There is also a situation where, when one is unsure about the market, their subjective views are highly uncertain, it is best not to trade. Why? It's actually quite simple; when you don't even dare to trust yourself, it's very difficult to do things well. Many people initially choose to take a gamble or ask others how to operate. This reminds me of a friend's investment saying: 'To gamble is a mistake, but not to gamble is to miss out.' This saying indeed makes sense, but I countered him at that time: in this market, I'd rather miss out than make a mistake.
Therefore, at this time, it is best not to gamble; neither go long nor short. Many people can't stop their hands; as long as the market is moving, they want to place orders. This problem is common. Thus, the simple principle of 'watch more, act less' has eliminated a group of people. If you keep placing orders, there are three types of people who will like you (people from exchanges, futures companies, and your brokers). I believe that the more frequently an investor trades in this market, the shorter their lifespan becomes, which is detrimental to both parties.
This also includes a situation where one is uncertain and asks others for opinions before placing an order. First, this issue must be understood: this order is not placed based on your subjective consciousness, yet it is still you who placed it. At this moment, you might think, since everyone is doing it this way, it should be fine for me to do the same. This issue can be significant; it's like heaven and earth apart.
Why? First, in others' minds, this order is generally planned for what to do if it goes wrong or to take profits when right, while you have no strategy in your own concept. Therefore, once an abnormal situation arises, you start to panic, not knowing where to start. Even if you are right, do you know when to take profits? In your subconscious, there is no concept of taking profits; only the concept of when others close their positions.
At this time, due to one's own funds and positions, the mindset is different from others. Therefore, the strategies to be taken are quite different. Some traders' faults are that they know their own views but still go and ask others how they view the market. This can lead to the following adverse phenomena:
You and his views and directions are probably similar.
The thoughts of the two individuals are completely inconsistent.
The former is fine; both can feel pleased (but this may fuel their own greed). The latter is troublesome; for example, when others' analyses seem more accurate and comprehensive than one's own, doubts about one's own judgment will arise, leading to confusion.
At this point, trading becomes completely lacking in the big picture, and it can be very limited. Therefore, I personally feel that while discussing the market is indeed necessary, attention should be paid to the circumstances. It's best to communicate more about mindset and share past mistakes, rather than discussing how to view future market trends. I believe that discussing how to view future market trends is fundamentally not significant; who knows what the future market will look like?
Because what we need to do is not to predict how accurate the market is, but to have strategies for when the market is unfavorable to us; making money when the market is favorable is a natural result. Therefore, if the strategy is good, there is no need to be overly anxious or mysterious about market analysis, and I personally believe that blindly predicting the market is unrealistic behavior.
The key to successful investing.
Successful investing is simply about repeatedly doing simple, correct things. The market is like the primitive forests of Africa; survival is the most important. The principle of technical analysis: it should be simple, simple enough that it doesn't require much thought, and avoid being superstitious about complex technical analysis methods.
Have confidence in the system you set for yourself, rather than relying on personal emotions, biases, or wishful thinking. To surpass and improve it, the system you intend to use must be tested over time and through real practice.
You must have patience to wait outside for the system to issue operational signals. Once the position is established, you must have the same patience to hold without moving until the system issues a reversal signal. You must strictly adhere to principles and operate according to the signals indicated by the system; only when the market shows a strong trend should you enter. When you judge the trend to be incorrect, immediately cut the position and exit; when your trend analysis is correct, pyramid scale in. Money is made by 'sitting' rather than through operations; you can only close positions when objectively judging trend reversals.
How to pass the boring time of long-term holding is also key to whether one can hold long-term positions. If necessary, one can use the 'ostrich policy' to avoid the intense market fluctuations in the middle of major trends.
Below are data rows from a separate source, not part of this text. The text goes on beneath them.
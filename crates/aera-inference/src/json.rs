//! Extraction of JSON payloads from free-form model output.

use std::sync::OnceLock;

use regex::Regex;
use serde::de::DeserializeOwned;

use aera_core::{Error, Result};

fn fence_regex() -> &'static Regex {
    static FENCE: OnceLock<Regex> = OnceLock::new();
    FENCE.get_or_init(|| {
        Regex::new(r"(?s)```(?:json|JSON)?\s*(.*?)```").expect("static regex is valid")
    })
}

/// Parse a JSON value of type `T` out of model output.
///
/// Accepts bare JSON, JSON inside a fenced code block, or JSON surrounded by
/// prose (the outermost `{ ... }` span is tried last).
pub fn parse_model_json<T: DeserializeOwned>(text: &str) -> Result<T> {
    let trimmed = text.trim();

    if let Ok(value) = serde_json::from_str::<T>(trimmed) {
        return Ok(value);
    }

    if let Some(caps) = fence_regex().captures(trimmed) {
        if let Some(inner) = caps.get(1) {
            if let Ok(value) = serde_json::from_str::<T>(inner.as_str().trim()) {
                return Ok(value);
            }
        }
    }

    if let (Some(start), Some(end)) = (trimmed.find('{'), trimmed.rfind('}')) {
        if start < end {
            return serde_json::from_str::<T>(&trimmed[start..=end]).map_err(Error::from);
        }
    }

    Err(Error::Serialization(format!(
        "No JSON object found in model output ({} chars)",
        trimmed.len()
    )))
}

/// Parse a tag list from model output.
///
/// Accepts a JSON array of strings, an object with a `tags` array, or a
/// comma/newline separated list. Tags are trimmed, lowercased, stripped of
/// leading `#`/`-` markers, de-duplicated and capped at `max`.
pub fn parse_tag_list(text: &str, max: usize) -> Vec<String> {
    #[derive(serde::Deserialize)]
    struct Wrapped {
        tags: Vec<String>,
    }

    let trimmed = text.trim();
    let raw: Vec<String> = if let Some(list) = json_array(trimmed) {
        list
    } else if let Ok(wrapped) = parse_model_json::<Wrapped>(trimmed) {
        wrapped.tags
    } else {
        trimmed
            .split([',', '\n'])
            .map(|s| s.to_string())
            .collect()
    };

    let mut tags: Vec<String> = Vec::new();
    for tag in raw {
        let cleaned = tag
            .trim()
            .trim_start_matches(['#', '-', '*'])
            .trim()
            .trim_matches(['"', '\'', '.'])
            .to_lowercase();
        if cleaned.is_empty() || cleaned.len() > 50 || tags.contains(&cleaned) {
            continue;
        }
        tags.push(cleaned);
        if tags.len() >= max {
            break;
        }
    }
    tags
}

fn json_array(text: &str) -> Option<Vec<String>> {
    if let Ok(list) = serde_json::from_str::<Vec<String>>(text) {
        return Some(list);
    }
    let start = text.find('[')?;
    let end = text.rfind(']')?;
    if start >= end {
        return None;
    }
    serde_json::from_str::<Vec<String>>(&text[start..=end]).ok()
}
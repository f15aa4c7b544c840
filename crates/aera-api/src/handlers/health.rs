use axum::{response::IntoResponse, Json};

pub async fn health_check() -> impl IntoResponse {
    Json(serde_json::json!({
        "status": "healthy",
        "version": env!("CARGO_PKG_VERSION"),
    }))
}
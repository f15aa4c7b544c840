//! Prompt context assembly.

use aera_core::defaults;

/// Join snippets with the context separator and truncate the result to
/// [`defaults::CONTEXT_MAX_CHARS`] characters.
pub fn assemble_context<S: AsRef<str>>(snippets: &[S]) -> String {
    assemble_context_with_limit(snippets, defaults::CONTEXT_MAX_CHARS)
}

/// [`assemble_context`] with an explicit character cap.
pub fn assemble_context_with_limit<S: AsRef<str>>(snippets: &[S], max_chars: usize) -> String {
    let joined = snippets
        .iter()
        .map(AsRef::as_ref)
        .collect::<Vec<_>>()
        .join(defaults::CONTEXT_SEPARATOR);

    match joined.char_indices().nth(max_chars) {
        Some((byte_idx, _)) => joined[..byte_idx].to_string(),
        None => joined,
    }
}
The risks and returns embedded in the price are possibilities, not certainties. We can use technical tools to judge the probability of such possibilities occurring, but we cannot say they will definitely happen; this is why stop-losses are necessary.
You can only trade based on your views of the market. Once a person starts to predict things, their vanity will manifest, making it difficult for them to accept anything in the trading process that differs from their predictions. However, true wealth is realized through shrewd exits because it allows traders to stop losses and roll profits.
In short, people make money by discovering themselves, realizing their potential, and aligning with the market's rhythm. When a rebound or consolidation occurs, people become hesitant, and trading often becomes frantic. Short-term trades begin to appear frequently, and the direction is not the only thing lost; the self is also lost. This self is belief, and its trading system!
This kind of loss will mostly cause traders not to go further. As long as you trade according to signals and follow the rules, you will inadvertently find that trading is not that difficult. Stick to a method, research it thoroughly, control your mindset, and you will succeed.
Most investors do not realize that only a few days each month can yield big profits. The rest of the time, if they are not in trouble, they are doing their job. Always remember to keep the account intact and wait for the big market to come.
Trading is like warfare; if you have a 50% chance, you don't fight; if you have a 70% chance, you still don't fight; you must wait until you have a 100% chance before you make a full strike. But the battlefield changes rapidly; how can there be absolute certainty? Technical analysis is the behavioral discipline of traders; its main purpose is not prediction. It helps you identify trends and follow them. Move when you must move; stop when you must stop. In a strong market, the buy signals in technical indicators may be accurate, while the sell signals may not be; in a weak market, the sell signals may be accurate, while the buy signals may not be. A position taken 'in the direction of the trend' may yield substantial profits, so do not abandon ship lightly. During this process, many temptations may arise, enticing you to jump on small fluctuations. Unless you are familiar with this path and have set stop-loss points, do not enter or exit casually.
People invest based on the fluctuations in prices, but if human emotions fluctuate faster and larger than prices, they lose the most precious calmness, making it easy to misjudge the trend. Of course, it is also easier to overturn one's established investment plans repeatedly and fall into the dilemma of chasing highs and cutting losses.
Secrets to success in the cryptocurrency world.
Profit comes from sticking to the trend positions that others give up, seizing the opportunities that others do not want, and doing the things that others dare not do. In investment, there is only giving up due to insufficient persistence, not complete failure. The same goes for trading; originally looking favorably on a direction, but as the market fluctuates, one changes their original direction. Originally bearish, but because the market rises a little, they exit and reverse to go long, ultimately delaying the downward trend and causing losses. Such examples in trading are countless; any success requires persistence.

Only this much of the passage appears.